Departments of Materials and Interfaces, Weizmann Institute of Science, Rehovot, Israel.
J Am Chem Soc. 2011 Mar 2;133(8):2421-3. doi: 10.1021/ja109989f. Epub 2011 Feb 4.
The temperature dependence of current-voltage values of electron transport through proteins integrated into a solid-state junction has been investigated. These measurements were performed from 80 up to 400 K [above the denaturation temperature of azurin (Az)] using Si/Az/Au junctions that we have described previously. The current across the ∼3.5 nm thick Az junction was temperature-independent over the complete range. In marked contrast, for both Zn-substituted and apo-Az (i.e., Cu-depleted Az), thermally activated behavior was observed. These striking temperature-dependence differences are ascribed to the pivotal function of the Cu ion as a redox center in the solid-state electron transport process. Thus, while Cu enabled temperature-independent electron transport, upon its removal the polypeptide was capable only of supporting thermally activated transport.
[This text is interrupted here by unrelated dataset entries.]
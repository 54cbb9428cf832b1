//! Fixed-width integer domains.

use crate::constant::{ConstantKind, ConstantValue};
use crate::domain::NumericDomain;
use crate::error::ValueSetError;
use rand::Rng;

macro_rules! integral_domain {
    ($(#[$doc:meta])* $domain:ident, $int:ty, $variant:ident, $name:literal) => {
        $(#[$doc])*
        #[derive(Copy, Clone, Debug, Default, Eq, PartialEq, Hash)]
        pub struct $domain;

        impl NumericDomain for $domain {
            type Value = $int;

            const NAME: &'static str = $name;

            fn min_value() -> $int {
                <$int>::MIN
            }

            fn max_value() -> $int {
                <$int>::MAX
            }

            fn zero() -> $int {
                0
            }

            fn next(value: $int) -> $int {
                match value.checked_add(1) {
                    Some(next) => next,
                    None => panic!("{}: no successor for the maximum value {}", $name, value),
                }
            }

            fn prev(value: $int) -> $int {
                match value.checked_sub(1) {
                    Some(prev) => prev,
                    None => panic!("{}: no predecessor for the minimum value {}", $name, value),
                }
            }

            fn partition(min: $int, max: $int) -> ($int, $int) {
                debug_assert!(min < max);
                let mid = (min as i128 + (max as i128 - min as i128) / 2) as $int;
                (mid, mid + 1)
            }

            fn from_constant(constant: &ConstantValue) -> Result<$int, ValueSetError> {
                match constant {
                    ConstantValue::$variant(value) => Ok(*value),
                    other => Err(ValueSetError::ConstantKind {
                        expected: ConstantKind::$variant,
                        found: other.kind(),
                    }),
                }
            }

            fn to_constant(value: $int) -> ConstantValue {
                ConstantValue::$variant(value)
            }

            fn random<R: Rng + ?Sized>(rng: &mut R) -> $int {
                rng.random::<$int>()
            }

            fn display(value: $int) -> String {
                value.to_string()
            }
        }
    };
}

integral_domain!(SByteDomain, i8, SByte, "sbyte");
integral_domain!(ByteDomain, u8, Byte, "byte");
integral_domain!(Int16Domain, i16, Int16, "short");
integral_domain!(UInt16Domain, u16, UInt16, "ushort");
integral_domain!(Int32Domain, i32, Int32, "int");
integral_domain!(UInt32Domain, u32, UInt32, "uint");
integral_domain!(Int64Domain, i64, Int64, "long");
integral_domain!(UInt64Domain, u64, UInt64, "ulong");
integral_domain!(
    /// The 32-bit window of native-width signed integers, whose constants are `nint`.
    NIntDomain,
    i32,
    NInt,
    "nint"
);
integral_domain!(
    /// The 32-bit window of native-width unsigned integers, whose constants are `nuint`.
    NUIntDomain,
    u32,
    NUInt,
    "nuint"
);
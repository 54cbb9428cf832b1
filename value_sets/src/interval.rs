//! Derivation of the set of values satisfying a single relational test, by partitioning the domain.
//!
//! [`Interval::build`] recursively splits `[min, max]` until each part is either entirely inside or
//! entirely outside the set `{ v | v <relation> pivot }`. The result is a small proof tree (its size
//! is linear in the depth of the partition) that only relies on [`NumericDomain::related`] and
//! [`NumericDomain::partition`]: no closed-form per type is needed, and pivots outside of
//! `[min, max]` (e.g. infinities for the finite part of a floating domain) are handled naturally.

use crate::domain::NumericDomain;
use crate::relation::Relation;
use crate::sets::numeric::{push_merged, NumericValueSet};
use smallvec::SmallVec;

#[derive(Clone, Debug, PartialEq)]
pub enum Interval<D: NumericDomain> {
    /// All values of the range are part of the set.
    Included,
    /// No value of the range is part of the set.
    Excluded,
    /// The range is split in `[.., left_max]` and `[right_min, ..]`.
    Mixed {
        left_max: D::Value,
        right_min: D::Value,
        left: Box<Interval<D>>,
        right: Box<Interval<D>>,
    },
}

/// Decides whether all or none of the values of `[min, max]` are related to the pivot, without
/// enumerating them. Returns `None` if the range must be split.
fn decide<D: NumericDomain>(relation: Relation, pivot: D::Value, min: D::Value, max: D::Value) -> Option<bool> {
    let rel = |r: Relation, a: D::Value, b: D::Value| D::related(r, a, b);
    use Relation::*;
    match relation {
        Equal if rel(LessThan, pivot, min) || rel(GreaterThan, pivot, max) => Some(false),
        Equal => None,
        LessThan | LessThanOrEqual if rel(relation, max, pivot) => Some(true),
        LessThan | LessThanOrEqual if !rel(relation, min, pivot) => Some(false),
        GreaterThan | GreaterThanOrEqual if rel(relation, min, pivot) => Some(true),
        GreaterThan | GreaterThanOrEqual if !rel(relation, max, pivot) => Some(false),
        _ => None,
    }
}

impl<D: NumericDomain> Interval<D> {
    fn leaf(included: bool) -> Self {
        if included {
            Interval::Included
        } else {
            Interval::Excluded
        }
    }

    /// Builds the tree of `{ v in [min, max] | v <relation> pivot }`.
    pub fn build(relation: Relation, pivot: D::Value, min: D::Value, max: D::Value) -> Self {
        debug_assert!(D::related(Relation::LessThanOrEqual, min, max));
        if D::related(Relation::Equal, min, max) {
            return Self::leaf(D::related(relation, min, pivot));
        }
        if let Some(included) = decide::<D>(relation, pivot, min, max) {
            return Self::leaf(included);
        }
        let (left_max, right_min) = D::partition(min, max);
        let left = Self::build(relation, pivot, min, left_max);
        let right = Self::build(relation, pivot, right_min, max);
        match (left, right) {
            (Interval::Included, Interval::Included) => Interval::Included,
            (Interval::Excluded, Interval::Excluded) => Interval::Excluded,
            (left, right) => Interval::Mixed {
                left_max,
                right_min,
                left: Box::new(left),
                right: Box::new(right),
            },
        }
    }

    /// Number of nodes in the tree.
    pub fn size(&self) -> usize {
        match self {
            Interval::Included | Interval::Excluded => 1,
            Interval::Mixed { left, right, .. } => 1 + left.size() + right.size(),
        }
    }

    fn collect(&self, min: D::Value, max: D::Value, out: &mut SmallVec<[(D::Value, D::Value); 2]>) {
        match self {
            Interval::Included => push_merged::<D>(out, min, max),
            Interval::Excluded => {}
            Interval::Mixed {
                left_max,
                right_min,
                left,
                right,
            } => {
                left.collect(min, *left_max, out);
                right.collect(*right_min, max, out);
            }
        }
    }

    /// Flattens the tree built over `[min, max]` into the sorted interval representation.
    pub fn to_value_set(&self, min: D::Value, max: D::Value) -> NumericValueSet<D> {
        let mut intervals = SmallVec::new();
        self.collect(min, max, &mut intervals);
        NumericValueSet::from_intervals(intervals)
    }
}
已经研究了通过集成在固态结中的蛋白质的电子传输的电流-电压值随温度的变化。这些测量是使用我们之前描述的 Si/Az/Au 结在 80 至 400 K [高于天青蛋白(Az)的变性温度]进行的。穿过厚度约为 3.5nm 的 Az 结的电流在整个范围内与温度无关。相比之下,对于 Zn 取代的和脱辅基的 Az(即 Cu 耗尽的 Az),都观察到了热激活行为。这些显著的温度依赖性差异归因于 Cu 离子作为固态电子传输过程中氧化还原中心的关键作用。因此,虽然 Cu 能够实现与温度无关的电子传输,但在 Cu 被去除后,多肽只能支持热激活的传输。